Talk with parents with similar hospital experience:
This can also help you to keep the right attitude. Talk with other parents whose child has had or is undergoing a similar hospital experience. This may be either in person or online. You may even join a WhatsApp group where you can relate and share your experiences. The medical team may be able to connect you with another family or refer you to a support group.
There is a kind of effect that can be really assuring and reassuring, that hearing these firsthand experiences, could have on you and your partner(both the good stuff and also how these other parents dealt with the challenging stuff).
‘Babies and small children bounce back so much faster than you or I,” says Janine Rosenberg, PhD, a pediatric psychologist at the University of Illinois at Chicago, who works with kids with facial birth defects, “especially if the parent is able to stay strong and positive throughout their time there.”
Still looking after other family members
If you have other children or responsibilities to take care of, you need to quickly make some wise decisions as per the people who are going to help you logically, emotionally, and even spiritually during your child’s stay in the hospital.
This may be your partner, your good friends and family members who can run errands, or just lend an helping hand in the hospital for you or at home. Also your religious leaders, coworkers, and mental health professionals are not left out in this deed.
Ask your baby’s doctors questions:
As a parent, feel free to ask your child or baby’s doctor as many questions as you have and make sure your concerns are heard.
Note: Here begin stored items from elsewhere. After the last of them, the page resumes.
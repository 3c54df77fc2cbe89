//! Mission CLI - command line front end for the mission plan engine.
//!
//! Reads plan-database or mission-control messages from JSON files and
//! assembles them into mission plans.

pub mod config;

pub use config::Config;

use anyhow::{Context, Result};
use mission_core::{
    DubinsPlanner, FrameTransformGateway, GeoPoint, MissionAssembler, MissionControlMessage,
    MissionError, MissionPlan, MissionSource, PlanDbMessage, PlannerRules,
};
use serde::de::DeserializeOwned;
use serde::Serialize;
use std::path::Path;

/// What the CLI was asked to assemble.
#[derive(Debug, Clone)]
pub enum Request {
    PlanDb(PlanDbMessage),
    Control {
        message: MissionControlMessage,
        densify: bool,
        vehicle_start: Option<GeoPoint>,
    },
}

impl Request {
    /// First geographic point of the request, used to pick a UTM zone.
    pub fn location_hint(&self) -> Option<GeoPoint> {
        match self {
            Request::PlanDb(msg) => msg
                .maneuvers
                .first()
                .map(|m| GeoPoint::from_radians(m.lat, m.lon)),
            Request::Control {
                message,
                vehicle_start,
                ..
            } => vehicle_start.or_else(|| {
                message
                    .waypoints
                    .first()
                    .map(|wp| GeoPoint::new(wp.lat, wp.lon))
            }),
        }
    }
}

/// Plan plus diagnostics, as printed with `--json`.
#[derive(Debug, Serialize)]
pub struct PlanReport<'a> {
    pub plan: &'a MissionPlan,
    pub diagnostics: Vec<String>,
}

impl<'a> PlanReport<'a> {
    pub fn new(plan: &'a MissionPlan) -> Self {
        Self {
            plan,
            diagnostics: plan.diagnostics().iter().map(|d| d.to_string()).collect(),
        }
    }
}

pub fn read_json<T: DeserializeOwned>(path: &Path) -> Result<T> {
    let text = std::fs::read_to_string(path)
        .with_context(|| format!("Failed to read {}", path.display()))?;
    serde_json::from_str(&text).with_context(|| format!("Failed to parse {}", path.display()))
}

/// Assemble `request` through `gateway`.
pub fn assemble(
    request: Request,
    gateway: &FrameTransformGateway,
    config: &Config,
    rules: PlannerRules,
) -> MissionPlan {
    let assembler = MissionAssembler::new(gateway)
        .with_rules(rules)
        .with_coverage_params(config.coverage());

    match request {
        Request::PlanDb(msg) => assembler.assemble(MissionSource::PlanDb(msg)),
        Request::Control {
            message,
            densify: true,
            vehicle_start,
        } => assembler
            .with_densifier(DubinsPlanner)
            .with_vehicle_start(vehicle_start)
            .assemble(MissionSource::MissionControl(message)),
        Request::Control { message, .. } => {
            assembler.assemble(MissionSource::MissionControl(message))
        }
    }
}

/// Render a plan for the terminal.
pub fn render_text(plan: &MissionPlan) -> String {
    let mut out = plan.to_string();
    if !plan.diagnostics().is_empty() {
        out.push_str("Diagnostics:\n");
        for diagnostic in plan.diagnostics() {
            out.push_str(&format!("  - {}\n", diagnostic));
        }
    }
    out
}

/// True when the plan could not be geo-anchored at all.
pub fn is_fatal(plan: &MissionPlan) -> bool {
    plan.diagnostics().iter().any(MissionError::is_fatal)
}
Don’t be afraid to ask questions. If possible you can make a list of questions for the medical staff, so you’re prepared when they stop by for a visit.
Doctors have a very hectic schedule and their time with each patient is limited. So having a list of questions in hand will help you not to forget anything bothering your mind.
If you don’t understand or agree with the medical staff’s plan, you can ask for clarification or alternatives that might be available.
Discharged at last
Finally it’s time to be discharged. Baby is OK and you’re good too. But do you know that even when your child is ready to come home, discharge can actually be one of the scariest times for parents?
The stress of making clearances might become so overwhelming. You suddenly find yourself moving from one place to another to make some unexpected and highly exorbitant payments and so on. Not only that, the distance between these places may be quite far.
Now, having your child home is great joy. And having fully prepared to care for him or her once you get home will doubtedly give you even a greater joy. Being home will surely relieve some of the emotional strain of the past days or weeks too.